Je pense que c'est une question très difficile. L'avantage que nous avons à la FID, c'est que chaque Comité apporte sa propre contribution construisant sur les réalisations de son prédécesseur. Je veux voir la FID  continuer de croître. Nous devons aussi tirer parti de ce qui a été réalisé avec le sommet des Nations Unies. Nos Associations membres doivent aussi recevoir le soutien nécessaire afin de pouvoir utiliser les outils comme des médiateurs pour faire en sorte que les gouvernements donnent suite aux engagements qu'ils ont signés et mettent en place les mesures nécessaires pour les atteindre. La FID ne serait pas ce qu’elle est sans bureaux régionaux forts et ses Associations membres. Je tiens à continuer à les voir se renforcer afin qu'en bout de ligne, la FID devienne une grande périphérie avec un petit centre, plutôt que l'inverse.

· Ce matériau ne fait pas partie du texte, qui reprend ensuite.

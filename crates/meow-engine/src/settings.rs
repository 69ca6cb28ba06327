//! Settings panel controller: owns the in-memory preferences, the shortcut
//! recorder and the panel's error/success lines.

use std::{sync::Arc, time::Duration};

use keycode::KeyEvent;
use meow_gateway::Gateway;
use meow_protocol::{NotifyKind, ShortcutConfigs, ShortcutDescriptor, Surface, ipc::UiTx};
use parking_lot::Mutex;
use tokio::{sync::watch, time::Instant};
use tracing::{debug, warn};

use crate::{
    Result,
    debounce::SaveCoordinator,
    notification::NotificationSurface,
    recorder::{KeyOutcome, RECORDING_TIMED_OUT, Recorder, RecorderState, ShortcutTarget},
    save::{SaveReport, SaveStatus},
    timer::Timers,
};

const RECORDING_TIMER: &str = "recording";

/// The user's editable preferences.
#[derive(Debug, Clone, PartialEq, Eq)]
pub struct PreferencesState {
    /// Copy selected memes to the clipboard.
    pub copy_to_clipboard: bool,
    /// Global hotkeys.
    pub shortcuts: ShortcutConfigs,
}

impl Default for PreferencesState {
    fn default() -> Self {
        Self {
            copy_to_clipboard: true,
            shortcuts: ShortcutConfigs::default(),
        }
    }
}

#[derive(Default)]
struct PanelState {
    prefs: PreferencesState,
    recorder: Recorder,
    loaded: bool,
}

struct Inner {
    gateway: Gateway,
    state: Mutex<PanelState>,
    errors: NotificationSurface,
    success: NotificationSurface,
    saver: SaveCoordinator,
    timers: Timers,
    recording_timeout: Duration,
    notify: config::Notify,
}

/// Drives the settings panel.
///
/// Preferences are loaded once, edited in memory and written back only through
/// [`request_save`](Self::request_save). All state sits behind one mutex that
/// is never held across an await.
#[derive(Clone)]
pub struct SettingsController {
    inner: Arc<Inner>,
}

impl SettingsController {
    /// Create a controller using the timings from `cfg`.
    pub fn new(gateway: Gateway, cfg: &config::Config, tx: UiTx) -> Self {
        let gateway = gateway.with_default_timeout(cfg.timeouts.gateway());
        let errors = NotificationSurface::new(Surface::Settings, tx.clone());
        let success = NotificationSurface::new(Surface::Settings, tx);
        let notify = cfg.notify;

        let (on_err, on_ok) = (errors.clone(), success.clone());
        let saver = SaveCoordinator::new(
            gateway.clone(),
            cfg.timeouts.save_debounce(),
            Arc::new(move |report: &SaveReport| {
                show_report(report, &on_err, &on_ok, &notify);
            }),
        );

        Self {
            inner: Arc::new(Inner {
                gateway,
                state: Mutex::new(PanelState::default()),
                errors,
                success,
                saver,
                timers: Timers::new(),
                recording_timeout: cfg.timeouts.recording(),
                notify,
            }),
        }
    }

    /// Load preferences and shortcuts from the backend.
    pub async fn load(&self) -> Result<()> {
        let loaded = async {
            let prefs = self.inner.gateway.get_user_preferences().await?;
            let shortcuts = self.inner.gateway.get_shortcuts().await?;
            Ok::<_, crate::Error>((prefs, shortcuts))
        }
        .await;

        match loaded {
            Ok((prefs, shortcuts)) => {
                let mut st = self.inner.state.lock();
                st.prefs = PreferencesState {
                    copy_to_clipboard: prefs.copy_to_clipboard,
                    shortcuts,
                };
                st.loaded = true;
                debug!("settings_loaded");
                Ok(())
            }
            Err(e) => {
                warn!(error = %e, "settings_load_failed");
                self.inner.errors.show(
                    NotifyKind::Error,
                    format!("Failed to load settings: {e}"),
                    self.inner.notify.settings_error(),
                );
                Err(e)
            }
        }
    }

    /// Preferences were loaded from the backend.
    pub fn is_loaded(&self) -> bool {
        self.inner.state.lock().loaded
    }

    /// Snapshot of the in-memory preferences.
    pub fn preferences(&self) -> PreferencesState {
        self.inner.state.lock().prefs.clone()
    }

    /// Edit the clipboard toggle in memory.
    pub fn set_copy_to_clipboard(&self, enabled: bool) {
        self.inner.state.lock().prefs.copy_to_clipboard = enabled;
    }

    /// Replace a shortcut in memory; invalid descriptors are refused.
    pub fn set_shortcut(&self, target: ShortcutTarget, descriptor: ShortcutDescriptor) -> Result<()> {
        if !descriptor.is_valid() {
            return Err(crate::Error::Validation(format!(
                "invalid shortcut: {}",
                descriptor.display()
            )));
        }
        let mut st = self.inner.state.lock();
        *target.slot_mut(&mut st.prefs.shortcuts) = descriptor;
        Ok(())
    }

    /// Schedule a debounced save of the current preferences.
    pub fn request_save(&self) -> bool {
        let snapshot = self.preferences();
        self.inner.saver.request_save(snapshot)
    }

    /// A save cycle is executing.
    pub fn is_saving(&self) -> bool {
        self.inner.saver.is_saving()
    }

    /// Watch the completed-save counter.
    pub fn save_cycles(&self) -> watch::Receiver<u64> {
        self.inner.saver.subscribe()
    }

    /// Wait for `n` completed save cycles; returns the latest report.
    pub async fn wait_for_saves(&self, n: u64) -> Option<SaveReport> {
        self.inner.saver.wait_for_cycles(n).await
    }

    /// Begin recording a shortcut for `target`.
    pub fn start_recording(&self, target: ShortcutTarget) {
        let session = self.inner.state.lock().recorder.begin(target, Instant::now());
        self.clear_messages();

        let inner = self.inner.clone();
        self.inner
            .timers
            .start(RECORDING_TIMER, self.inner.recording_timeout, async move {
                inner.recording_timed_out(session);
            });
    }

    /// Feed a key-down event captured while the panel has focus.
    pub fn key_down(&self, ev: &KeyEvent) -> KeyOutcome {
        let outcome = {
            let mut st = self.inner.state.lock();
            let outcome = st.recorder.key_down(ev);
            if let KeyOutcome::Committed { target, descriptor } = &outcome {
                *target.slot_mut(&mut st.prefs.shortcuts) = descriptor.clone();
            }
            outcome
        };

        match &outcome {
            KeyOutcome::Ignored => {}
            KeyOutcome::Rejected(reason) => {
                self.inner.timers.stop(RECORDING_TIMER);
                self.inner.errors.show(
                    NotifyKind::Error,
                    reason.clone(),
                    self.inner.notify.recorder_error(),
                );
            }
            KeyOutcome::Committed { .. } => {
                self.inner.timers.stop(RECORDING_TIMER);
            }
        }
        outcome
    }

    /// Abandon recording without changing anything.
    pub fn cancel_recording(&self) {
        self.inner.timers.stop(RECORDING_TIMER);
        self.inner.state.lock().recorder.cancel();
    }

    /// Restore the factory binding for `target` and clear the panel messages.
    pub fn reset_shortcut(&self, target: ShortcutTarget) {
        {
            let mut st = self.inner.state.lock();
            *target.slot_mut(&mut st.prefs.shortcuts) = target.default_descriptor();
        }
        self.clear_messages();
    }

    /// Recorder state.
    pub fn recorder_state(&self) -> RecorderState {
        self.inner.state.lock().recorder.state().clone()
    }

    /// Recorder preview text.
    pub fn preview(&self) -> Option<String> {
        self.inner.state.lock().recorder.preview().map(str::to_string)
    }

    /// Current error line.
    pub fn error_message(&self) -> Option<String> {
        self.inner.errors.message()
    }

    /// Current success line.
    pub fn success_message(&self) -> Option<String> {
        self.inner.success.message()
    }

    /// Drop every in-memory edit, message, timer and pending save.
    pub fn reset(&self) {
        self.inner.timers.clear();
        self.inner.saver.reset();
        {
            let mut st = self.inner.state.lock();
            st.prefs = PreferencesState::default();
            st.recorder.reset();
            st.loaded = false;
        }
        self.clear_messages();
    }

    fn clear_messages(&self) {
        self.inner.errors.dismiss();
        self.inner.success.dismiss();
    }
}

impl Inner {
    fn recording_timed_out(&self, session: u64) {
        let timed_out = self.state.lock().recorder.time_out(session);
        if timed_out {
            self.errors.show(
                NotifyKind::Error,
                RECORDING_TIMED_OUT,
                self.notify.recorder_error(),
            );
        }
    }
}

fn show_report(
    report: &SaveReport,
    errors: &NotificationSurface,
    success: &NotificationSurface,
    notify: &config::Notify,
) {
    let status = report.status();
    match report.success_message() {
        Some(text) => success.show(NotifyKind::Success, text, notify.settings_success()),
        None => success.dismiss(),
    }
    match report.error_message() {
        Some(text) => {
            let ttl = match status {
                SaveStatus::PartialSuccess => notify.partial_error(),
                _ => notify.settings_error(),
            };
            errors.show(NotifyKind::Error, text, ttl);
        }
        None => errors.dismiss(),
    }
}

5. Quels sont vos projets aujourd’hui ?
Je suis au service de plusieurs comités et groupes internationaux. Je suis aussi professeur d'endocrinologie et je dirige un groupe de recherche. J'ai l'avantage d'être encore jeune et donc de pouvoir continuer à travailler encore de longues années au sein des comités internationaux auxquels j'appartiens et, plus important encore, sur les activités de sensibilisation dans mon propre pays, le Cameroun. J’apporterai ma contribution partout et à chaque fois que je serai sollicité.